SSMTP stores its configuration in /etc/ssmtp/ssmtp.conf. It takes a couple fields, and I’ve listed the configuration you need for Amazon SES. Double check the mailhub setting, accessible in the SES Console, as you might be in a different region than me. For the AuthUser and AuthPass fields, you need to click on the “Generate SMTP Settings” button and create an Amazon Identity and Access Management (IAM) user. It will provide you with proper SMTP credentials.

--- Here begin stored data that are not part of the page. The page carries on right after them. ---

#![deny(unsafe_code)]
#![deny(missing_docs)]
#![deny(rustdoc::broken_intra_doc_links)]

//! Sender and receiver state machines of the xfer protocol.
//!
//! # Overview
//!
//! A session runs over one connection and has four phases:
//!
//! 1. **Handshake.** The receiver sends its version token; the sender aborts
//!    with [`TransferError::VersionMismatch`] unless it matches exactly.
//! 2. **Mode.** The sender sends `forceOverwrite` when it was told to
//!    overwrite, otherwise `x`. The receiver switches to overwriting for the
//!    rest of that session only.
//! 3. **Items.** For each item the sender announces path, modification time
//!    and size; the receiver answers with an [`ExistenceDisposition`]. An
//!    accepted file is followed by exactly `size` body bytes and a digest
//!    exchange. Directories have neither.
//! 4. **Termination.** The sender sends `FINIS.`.
//!
//! [`SenderContext`] and [`ReceiverContext`] implement the two roles over a
//! [`Channel`], which layers the token codec over an optionally compressed
//! byte stream. [`RootItems`] turns a sender root into the items to announce.
//!
//! # Invariants
//!
//! - No request is written before the previous reply has been read.
//! - The receiver locates the end of a body only from the announced size;
//!   zero bytes inside a body are never treated as delimiters.
//! - [`SessionConfig`] is never mutated by a session. The forced overwrite
//!   mode lives in the [`ReceiverContext`] of the session that received it.
//!
//! # Errors
//!
//! Fatal conditions end the session with a [`TransferError`]. Destination
//! create failures, malformed numbers, digest mismatches and modification
//! time drift are logged as warnings and the session continues.
//!
//! # Examples
//!
//! Wiring a channel to an in-memory peer:
//!
//! ```
//! use std::io::Cursor;
//! use transfer::{Channel, SessionConfig};
//!
//! let config = SessionConfig::default();
//! let mut channel = Channel::new(Cursor::new(b"xfer3.4\0".to_vec()), Vec::new(), &config);
//! assert!(channel.receive().unwrap().is("xfer3.4"));
//! ```

mod config;
mod error;
mod items;
pub mod mtime;
mod progress;
mod receiver;
mod sender;
mod stats;
mod wire;

pub use config::{
    ConflictPolicy, DEFAULT_MODIFY_WINDOW, DEFAULT_PROGRESS_TICKS, SessionConfig,
    SessionConfigBuilder,
};
pub use error::{TransferError, TransferResult};
pub use items::{Expansion, RootItems, SourceItem};
pub use progress::{ProgressBar, TICK_SYMBOL};
pub use protocol::ExistenceDisposition;
pub use receiver::{ReceiverContext, copy_path};
pub use sender::SenderContext;
pub use stats::{ReceiveSummary, SendSummary, format_bytes, format_rate};
pub use wire::{Channel, WireReader, WireWriter};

root=your.name@gmail.com # Email sent to root is forwarded here
UseTLS=YES
mailhub=email-smtp.us-east-1.amazonaws.com:465
AuthUser=AKIAR6999999AAAAA99999 # You need to generate this for yourself
AuthPass=As7p8A3asdf3*sdfaasd3D # Same here, these are fake entries.

Domain Setup

For domain setup, you also need to add a hostname field to ssmtp.conf. If you’re doing single address configuration, just skip this section too. Otherwise, the hostname field you add must match the domain name you verified for use with SES.

hostname=bpace.info

At this point your email should be working, and you’ll receive email from useraccount@bpace.info for every user on the system. For example, root email will arrive separately. coming from root@bpace.info. If you’d like to tweak this behavior, you can also create /etc/ssmtp/revaliases and add something similar to this:

root:servername@bpace.info
pacebl:servername@bpace.info

You don’t need the revaliases file though, and everything should be working at this point. The only thing left is to filter away these emails to your heart’s content.

Single Address Setup

If you’re setting up a single address, you just need to add the revaliases file at /etc/ssmtp/revaliases and add the following information. You can add a label to the verified address, which is the portion after the + and before the @ symbols below. This is useful for filtering these automated messages.

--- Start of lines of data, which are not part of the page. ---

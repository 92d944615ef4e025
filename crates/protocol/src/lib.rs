#![deny(unsafe_code)]
#![deny(rustdoc::broken_intra_doc_links)]
#![deny(missing_docs)]

//! Wire grammar shared by the xfer sender and receiver.
//!
//! # Overview
//!
//! Everything that crosses the connection is either a control token or a raw
//! file body. A token is a run of non-zero bytes terminated by one zero byte;
//! a body is exactly as many bytes as the preceding size token announced and
//! may contain zero bytes. The two share one byte stream, so this crate
//! provides:
//!
//! - [`write_token`] and [`TokenReader`], the token codec with a pushback area
//!   for bytes read past a body,
//! - [`split_chunk`] and [`BodyBoundary`], which find the body end using only
//!   the announced length,
//! - [`TransferItem`] and [`ExistenceDisposition`], the typed forms of the
//!   per-item announcement and the receiver's answer,
//! - the fixed tokens in [`constants`].
//!
//! # Invariants
//!
//! - A written token never contains the delimiter; [`write_token`] rejects such
//!   content before writing anything.
//! - Bytes passed to [`TokenReader::unread`] are returned before any byte of
//!   the wrapped source, in their original order.
//!
//! # Examples
//!
//! A body containing zero bytes followed by a digest token:
//!
//! ```
//! use std::io::{Cursor, Read};
//! use protocol::{BodyBoundary, TokenReader, write_token};
//!
//! let mut wire = b"a\0b".to_vec();
//! write_token(&mut wire, b"5d41402abc4b2a76b9719d911017c592").unwrap();
//!
//! let mut reader = TokenReader::new(Cursor::new(wire));
//! let mut boundary = BodyBoundary::new(3);
//! let mut chunk = [0u8; 16];
//! let n = reader.read(&mut chunk).unwrap();
//! let split = boundary.advance(n);
//! assert_eq!(&chunk[..split.body], b"a\0b");
//! reader.unread(&chunk[split.body..n]);
//!
//! let digest = reader.read_token().unwrap();
//! assert!(digest.is("5d41402abc4b2a76b9719d911017c592"));
//! ```

mod body;
pub mod constants;
mod disposition;
mod item;
mod number;
mod token;

pub use body::{BodyBoundary, BodySplit, split_chunk};
pub use constants::{
    COPY_SUFFIX, DEFAULT_PORT, DELIMITER, DIRECTORY_SIZE, FINISHED, FORCE_OVERWRITE,
    MAX_TOKEN_LEN, NEUTRAL_MODE, VERSION,
};
pub use disposition::ExistenceDisposition;
pub use item::{ItemKind, PATH_SEPARATOR, TransferItem};
pub use number::{parse_checked, parse_lenient};
pub use token::{Terminator, Token, TokenError, TokenReader, write_token};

root:your.name+rootbpace@gmail.com
bpace:your.name+bpace@gmail.com

Even if you don’t want to add a label, for each user account you want to receive email from you need to add a revaliases entry pointing to your address. If you don’t, ssmtp will attempt to send mail from addresses such as “root@gmail.com”. SES will just complain you haven’t verified these addresses and refuse to deliver your mail.

After this, everything should be working for single address mode. Enjoy receiving email from your servers without a real mail server.